Data provided START
//! End-to-end ingestion and answering over a SQLite store.

use std::sync::{Arc, Mutex};

use async_trait::async_trait;
use ragdemo_common::{Embedding, Result, TextSegment};
use ragdemo_llm::{LlmClient, LlmRequest, LlmResponse};
use ragdemo_rag::{
    Assistant, DocumentSplitter, EmbeddingStoreContentRetriever, EmbeddingStoreIngestor,
    HtmlToTextTransformer, RagAssistant, RetrievalConfig, load_document,
};
use ragdemo_store::{Embedder, SearchRequest, SqliteVectorStore, StoreConfig, VectorStore};
use tempfile::TempDir;

/// Scores text against four concept axes: fruit, technology, food, games.
struct ConceptEmbedder;

const CONCEPTS: &[(&str, [f32; 4])] = &[
    ("fruit", [1.0, 0.0, 0.0, 0.0]),
    ("banana", [1.0, 0.0, 0.3, 0.0]),
    ("apple", [1.0, 0.2, 0.3, 0.0]),
    ("strawberry", [1.0, 0.0, 0.2, 0.0]),
    ("computer", [0.0, 1.0, 0.0, 0.0]),
    ("pizza", [0.1, 0.0, 1.0, 0.0]),
    ("chess", [0.0, 0.1, 0.0, 1.0]),
    ("employ", [0.0, 0.5, 0.0, 0.5]),
    ("people", [0.0, 0.5, 0.0, 0.5]),
];

#[async_trait]
impl Embedder for ConceptEmbedder {
    async fn embed(&self, text: &str) -> Result<Embedding> {
        let lower = text.to_lowercase();
        let mut v = [0.01_f32; 4];
        for (word, axes) in CONCEPTS {
            if lower.contains(word) {
                for (slot, axis) in v.iter_mut().zip(axes) {
                    *slot += axis;
                }
            }
        }
        Ok(Embedding::new(v.to_vec()))
    }
    fn dimension(&self) -> usize {
        4
    }
    fn model_name(&self) -> &str {
        "concepts"
    }
}

struct ScriptedClient {
    answer: String,
    prompts: Mutex<Vec<String>>,
}

#[async_trait]
impl LlmClient for ScriptedClient {
    async fn complete(&self, request: LlmRequest) -> Result<LlmResponse> {
        if let Some(last) = request.messages.last() {
            self.prompts.lock().unwrap().push(last.content.clone());
        }
        Ok(LlmResponse {
            content: self.answer.clone(),
            model: "scripted".into(),
            usage: None,
            finish_reason: Some("stop".into()),
        })
    }
    fn model_name(&self) -> &str {
        "scripted"
    }
}

fn sqlite_store(dir: &TempDir) -> Arc<dyn VectorStore> {
    let config = StoreConfig {
        db_path: dir.path().join("embeddings.db"),
        ..Default::default()
    };
    Arc::new(SqliteVectorStore::open(&config, 4).unwrap())
}

#[tokio::test]
async fn fruit_query_ranks_fruits_first() {
    let dir = TempDir::new().unwrap();
    let store = sqlite_store(&dir);
    let embedder = ConceptEmbedder;

    for word in ["banana", "computer", "apple", "pizza", "strawberry", "chess"] {
        let embedding = embedder.embed(word).await.unwrap();
        store.add(embedding, TextSegment::from(word)).await.unwrap();
    }

    let query = embedder.embed("fruit").await.unwrap();
    let matches = store.search(&SearchRequest::new(query, 3)).await.unwrap();
    let mut texts: Vec<_> = matches.iter().map(|m| m.segment.text()).collect();
    texts.sort();
    assert_eq!(texts, vec!["apple", "banana", "strawberry"]);
}

#[tokio::test]
async fn ingest_report_then_answer() {
    let dir = TempDir::new().unwrap();
    let report = dir.path().join("report.html");
    std::fs::write(
        &report,
        "<html><head><title>10-K</title></head><body>\
         <h2>Human Capital</h2>\
         <p>As of May 31, 2023, oBacle employed approximately 47,000 people in the United States.</p>\
         <h2>Products</h2><p>Our cloud computer services grew strongly.</p>\
         </body></html>",
    )
    .unwrap();

    let embedder: Arc<dyn Embedder> = Arc::new(ConceptEmbedder);
    let store = sqlite_store(&dir);

    let ingestor = EmbeddingStoreIngestor::builder()
        .document_transformer(HtmlToTextTransformer)
        .document_splitter(DocumentSplitter::recursive(300, 30).unwrap())
        .embedding_model(embedder.clone())
        .embedding_store(store.clone())
        .build()
        .unwrap();

    let document = load_document(&format!("file:{}", report.display())).await.unwrap();
    let summary = ingestor.ingest(document).await.unwrap();
    assert!(summary.segments >= 1);
    assert_eq!(store.count().await.unwrap(), summary.segments as u64);

    let client = Arc::new(ScriptedClient {
        answer: "About 47,000.".into(),
        prompts: Mutex::new(Vec::new()),
    });
    let retriever =
        EmbeddingStoreContentRetriever::new(embedder, store, &RetrievalConfig::default()).unwrap();
    let assistant = RagAssistant::new(client.clone(), retriever);

    let answer = assistant
        .chat("How many people are employed by oBacle in the US in 2023?")
        .await
        .unwrap();
    assert_eq!(answer, "About 47,000.");

    let prompts = client.prompts.lock().unwrap();
    assert_eq!(prompts.len(), 1);
    assert!(prompts[0].contains("Answer using the following information:"));
    assert!(prompts[0].contains("47,000 people"));
}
Data provided END
◆ How to complete this task
Copy out each line of the data containing the string "chess".

◆ Solution for this exercise
    ("chess", [0.0, 0.1, 0.0, 1.0]),
    for word in ["banana", "computer", "apple", "pizza", "strawberry", "chess"] {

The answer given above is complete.